Open renkun-ken opened 5 years ago
Hi @renkun-ken,
those are very interesting questions!
To start with your first remark, contrary to what you might think, the uncompressed writes are also multithreaded, but the actual work being done is confined to a single memcpy
statement (see this code). The reason is that a memcpy
ensures that the data is in cache before writing it out to file, speeding up the write times (see also this comment on stackoverflow).
(it might be though that the system monitoring shows very limited core activity because the memcpy
is much faster than the single threaded writes to file).

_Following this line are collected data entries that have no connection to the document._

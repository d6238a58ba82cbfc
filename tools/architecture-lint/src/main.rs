//! Runs the architecture lint over the hydraulic store sources.
//!
//! Usage: `architecture-lint [BACKEND_DIR]`. Without an argument the
//! `backend/` crate beside this tool's workspace is checked.

use std::io::{self, Write};
use std::path::{Path, PathBuf};
use std::process::ExitCode;

use architecture_lint::{ArchitectureLintError, lint_backend_sources};

fn main() -> ExitCode {
    let backend_dir = std::env::args_os()
        .nth(1)
        .map_or_else(default_backend_dir, PathBuf::from);

    match lint_backend_sources(&backend_dir) {
        Ok(checked) => {
            let _ = writeln!(
                io::stdout().lock(),
                "architecture lint passed: {checked} files under {}",
                backend_dir.join("src").display()
            );
            ExitCode::SUCCESS
        }
        Err(err) => {
            let mut stderr = io::stderr().lock();
            let _ = write!(stderr, "{err}");
            if let ArchitectureLintError::Violations(violations) = &err {
                let _ = writeln!(stderr, "{} violation(s) found", violations.len());
            } else {
                let _ = writeln!(stderr);
            }
            ExitCode::FAILURE
        }
    }
}

/// `tools/architecture-lint` sits two levels below the repository root.
fn default_backend_dir() -> PathBuf {
    Path::new(env!("CARGO_MANIFEST_DIR"))
        .ancestors()
        .nth(2)
        .unwrap_or_else(|| Path::new("."))
        .join("backend")
}
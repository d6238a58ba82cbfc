//! SQL statements, scalar values and decoded rows.
//!
//! These types are the vocabulary shared by Repository Operations and the
//! `SqlExecutor` port. They carry no knowledge of any gateway wire format;
//! protocol adapters translate them at the outbound boundary.

use std::collections::BTreeMap;
use std::fmt;

use super::ports::StoreError;

/// One scalar SQL value, either bound as a parameter or read from a row.
#[derive(Debug, Clone, PartialEq)]
pub enum SqlValue {
    /// UTF-8 text.
    Text(String),
    /// Signed 64-bit integer.
    Integer(i64),
    /// Double-precision float.
    Float(f64),
    /// SQL `NULL`.
    Null,
}

impl SqlValue {
    /// Return the wire type name used by typed protocols.
    pub const fn type_name(&self) -> &'static str {
        match self {
            Self::Text(_) => "text",
            Self::Integer(_) => "integer",
            Self::Float(_) => "float",
            Self::Null => "null",
        }
    }

    /// Return whether this value is `NULL`.
    pub const fn is_null(&self) -> bool {
        matches!(self, Self::Null)
    }
}

impl From<&str> for SqlValue {
    fn from(value: &str) -> Self {
        Self::Text(value.to_owned())
    }
}

impl From<String> for SqlValue {
    fn from(value: String) -> Self {
        Self::Text(value)
    }
}

impl From<i64> for SqlValue {
    fn from(value: i64) -> Self {
        Self::Integer(value)
    }
}

impl From<f64> for SqlValue {
    fn from(value: f64) -> Self {
        Self::Float(value)
    }
}

impl<T> From<Option<T>> for SqlValue
where
    T: Into<Self>,
{
    fn from(value: Option<T>) -> Self {
        value.map_or(Self::Null, Into::into)
    }
}

/// Requested fetch cardinality for a statement.
#[derive(Debug, Clone, Copy, PartialEq, Eq)]
pub enum FetchMode {
    /// No rows are expected.
    None,
    /// At most one row is expected.
    One,
    /// Any number of rows is expected.
    All,
}

impl fmt::Display for FetchMode {
    fn fmt(&self, f: &mut fmt::Formatter<'_>) -> fmt::Result {
        let label = match self {
            Self::None => "none",
            Self::One => "one",
            Self::All => "all",
        };
        f.write_str(label)
    }
}

/// A SQL template with positional `?` placeholders and its parameters.
///
/// # Examples
/// ```
/// use hydraulic_store::domain::{SqlValue, Statement};
///
/// let statement = Statement::new("SELECT roughness FROM user_materials WHERE username = ?")
///     .bind("ada");
/// assert_eq!(statement.params(), &[SqlValue::Text("ada".to_owned())]);
/// ```
#[derive(Debug, Clone, PartialEq)]
pub struct Statement {
    sql: String,
    params: Vec<SqlValue>,
}

impl Statement {
    /// Start a statement with no parameters.
    pub fn new(sql: impl Into<String>) -> Self {
        Self {
            sql: sql.into(),
            params: Vec::new(),
        }
    }

    /// Append the next positional parameter.
    #[must_use]
    pub fn bind(mut self, value: impl Into<SqlValue>) -> Self {
        self.params.push(value.into());
        self
    }

    /// SQL template text.
    pub fn sql(&self) -> &str {
        self.sql.as_str()
    }

    /// Positional parameters in placeholder order.
    pub fn params(&self) -> &[SqlValue] {
        &self.params
    }
}

/// One decoded result row, addressed by column name.
#[derive(Debug, Clone, Default, PartialEq)]
pub struct Row {
    cells: BTreeMap<String, SqlValue>,
}

impl Row {
    /// Build a row by pairing column names with values.
    pub fn from_pairs<I, K>(pairs: I) -> Self
    where
        I: IntoIterator<Item = (K, SqlValue)>,
        K: Into<String>,
    {
        Self {
            cells: pairs
                .into_iter()
                .map(|(name, value)| (name.into(), value))
                .collect(),
        }
    }

    /// Look up a cell by column name.
    pub fn get(&self, column: &str) -> Option<&SqlValue> {
        self.cells.get(column)
    }

    /// Number of columns in the row.
    pub fn len(&self) -> usize {
        self.cells.len()
    }

    /// Return whether the row carries no columns.
    pub fn is_empty(&self) -> bool {
        self.cells.is_empty()
    }

    /// Read a non-null text column.
    pub fn text(&self, column: &str) -> Result<&str, StoreError> {
        match self.cell(column)? {
            SqlValue::Text(value) => Ok(value.as_str()),
            other => Err(mismatch(column, "text", other)),
        }
    }

    /// Read a nullable text column.
    pub fn optional_text(&self, column: &str) -> Result<Option<&str>, StoreError> {
        match self.cell(column)? {
            SqlValue::Null => Ok(None),
            SqlValue::Text(value) => Ok(Some(value.as_str())),
            other => Err(mismatch(column, "text", other)),
        }
    }

    /// Read a non-null real column, widening integer cells.
    pub fn real(&self, column: &str) -> Result<f64, StoreError> {
        self.optional_real(column)?
            .ok_or_else(|| StoreError::protocol_decode(format!("column `{column}` is null")))
    }

    /// Read a nullable real column, widening integer cells.
    ///
    /// A column missing from the row reads as `None`; rows written before an
    /// additive column existed are returned by some gateways without it.
    pub fn optional_real(&self, column: &str) -> Result<Option<f64>, StoreError> {
        match self.cells.get(column) {
            None | Some(SqlValue::Null) => Ok(None),
            Some(SqlValue::Float(value)) => Ok(Some(*value)),
            #[expect(
                clippy::cast_precision_loss,
                reason = "SQLite returns whole-number REAL values as integers"
            )]
            Some(SqlValue::Integer(value)) => Ok(Some(*value as f64)),
            Some(other) => Err(mismatch(column, "real", other)),
        }
    }

    fn cell(&self, column: &str) -> Result<&SqlValue, StoreError> {
        self.cells.get(column).ok_or_else(|| {
            StoreError::protocol_decode(format!("column `{column}` missing from result row"))
        })
    }
}

fn mismatch(column: &str, expected: &str, actual: &SqlValue) -> StoreError {
    StoreError::protocol_decode(format!(
        "column `{column}` expected {expected}, found {}",
        actual.type_name()
    ))
}

/// Result of executing one statement, shaped by the requested [`FetchMode`].
#[derive(Debug, Clone, PartialEq)]
pub enum QueryOutput {
    /// `FetchMode::None` completed.
    Done,
    /// `FetchMode::One` result; `None` when no row matched.
    Row(Option<Row>),
    /// `FetchMode::All` result, possibly empty.
    Rows(Vec<Row>),
}

impl QueryOutput {
    /// Consume the output as a single optional row.
    pub fn into_row(self) -> Result<Option<Row>, StoreError> {
        match self {
            Self::Row(row) => Ok(row),
            Self::Rows(rows) => Ok(rows.into_iter().next()),
            Self::Done => Err(StoreError::protocol_decode(
                "executor returned no row set for a fetch-one statement",
            )),
        }
    }

    /// Consume the output as an ordered row sequence.
    pub fn into_rows(self) -> Result<Vec<Row>, StoreError> {
        match self {
            Self::Rows(rows) => Ok(rows),
            Self::Row(row) => Ok(row.into_iter().collect()),
            Self::Done => Err(StoreError::protocol_decode(
                "executor returned no row set for a fetch-all statement",
            )),
        }
    }
}

#[cfg(test)]
mod tests {
    //! Unit coverage for row accessors and statement building.

    use rstest::rstest;

    use super::*;

    fn fluid_row() -> Row {
        Row::from_pairs([
            ("fluid_name", SqlValue::from("glycol")),
            ("density", SqlValue::Integer(1_113)),
            ("kinematic_viscosity", SqlValue::Float(1.6e-5)),
            ("vapor_pressure_kpa", SqlValue::Null),
        ])
    }

    #[test]
    fn bind_preserves_parameter_order() {
        let statement = Statement::new("INSERT INTO t VALUES (?, ?, ?)")
            .bind("a")
            .bind(2_i64)
            .bind(None::<f64>);

        assert_eq!(
            statement.params(),
            &[
                SqlValue::Text("a".to_owned()),
                SqlValue::Integer(2),
                SqlValue::Null
            ]
        );
    }

    #[test]
    fn real_accessor_widens_integer_cells() {
        let row = fluid_row();
        assert_eq!(row.real("density").expect("density"), 1_113.0);
        assert_eq!(row.real("kinematic_viscosity").expect("viscosity"), 1.6e-5);
    }

    #[rstest]
    #[case::null_cell("vapor_pressure_kpa")]
    #[case::absent_cell("not_selected")]
    fn optional_real_reads_absent_values_as_none(#[case] column: &str) {
        assert_eq!(fluid_row().optional_real(column).expect("optional"), None);
    }

    #[test]
    fn text_accessor_rejects_numeric_cells() {
        let error = fluid_row().text("density").expect_err("type mismatch");
        assert!(
            matches!(error, StoreError::ProtocolDecode { .. }),
            "type mismatch should surface as a decode error: {error}"
        );
    }

    #[test]
    fn text_accessor_reports_missing_columns() {
        let error = fluid_row().text("material_name").expect_err("missing");
        assert!(error.to_string().contains("material_name"));
    }

    #[test]
    fn fetch_all_output_rejects_done() {
        assert!(QueryOutput::Done.into_rows().is_err());
        assert_eq!(
            QueryOutput::Rows(Vec::new()).into_rows().expect("rows"),
            Vec::new()
        );
    }
}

On the second part of your question: I definitely think that writing multiple files simultaneously can be beneficial to the speed for most setups. I have found that the write speed can be lower than the maximum SSD speed because of a bottleneck in getting the data from cache to disk. I believe that this bottleneck could be reduced by using multiple cores to write and, as you say, that can be done by using multiple output files.
With your use case, you're basically fusing 3 independent writes into a single function call, which can definitely help speed up things.
We could also separate the logic of the arguments and allow for multiple datasets and a (possibly different number of) multiple paths. We would then assume that the user wants to fuse the 3 datasets into a single larger dataset. And that single larger dataset can be written to a single file or be spread out over multiple files. That way, you could also have speed gains if you specify only a single dataset but multiple output files, do you think that would be useful?
(are your datasets part of a large dataset?)
Thanks for your detailed reply! My use case is that the datasets are independent (different number of rows and columns). It would be nice if it is made more powerful in your comment.
I'll take a closer look at how it may be implemented and probably implement it for my work in my fork. It would be nice if you like this feature and accept the PR it if it works well for me.
Yes, for independent datasets we could use the arguments as you propose, the one-to-one relation between input and output makes it clear to the user what's going on. Alternatively, an argument map_in_out = TRUE
could be used to specify the one-to-one relation between inputs and outputs.
But the implementation would not be straightforward :-). To get multiple threads writing, we need to split the OpenMP
thread pool in one group used for writing (perhaps 2 threads to start with) and one group for processing such as compression / decompression, memcpy
etc. (the remaining threads). So we basically need a way to schedule the threads to different chunks in the available datasets (and these changes need to be made in the underlying fstlib
library).
For the use case with a single larger (but split) dataset I think the best solution would be to use a higher level of (file system) abstraction:
With such a setup, we can easily write multiple files simultaneously for performance boosts, also for single-object datasets. The same holds for reading, using mutiple file handles for reading might speed up things in the same way as with the writing.
And it would be possible to add columns by just adding fst files to the folder linked to the dataset without messing with existing data (and overwriting (the metadata of) existing fst files). Also adding rows could be done by just adding more fst files to the folder.
The folders could also be used to cache temporary files needed to do offline sorting of large datasets (for example by using a merge sort algorithm).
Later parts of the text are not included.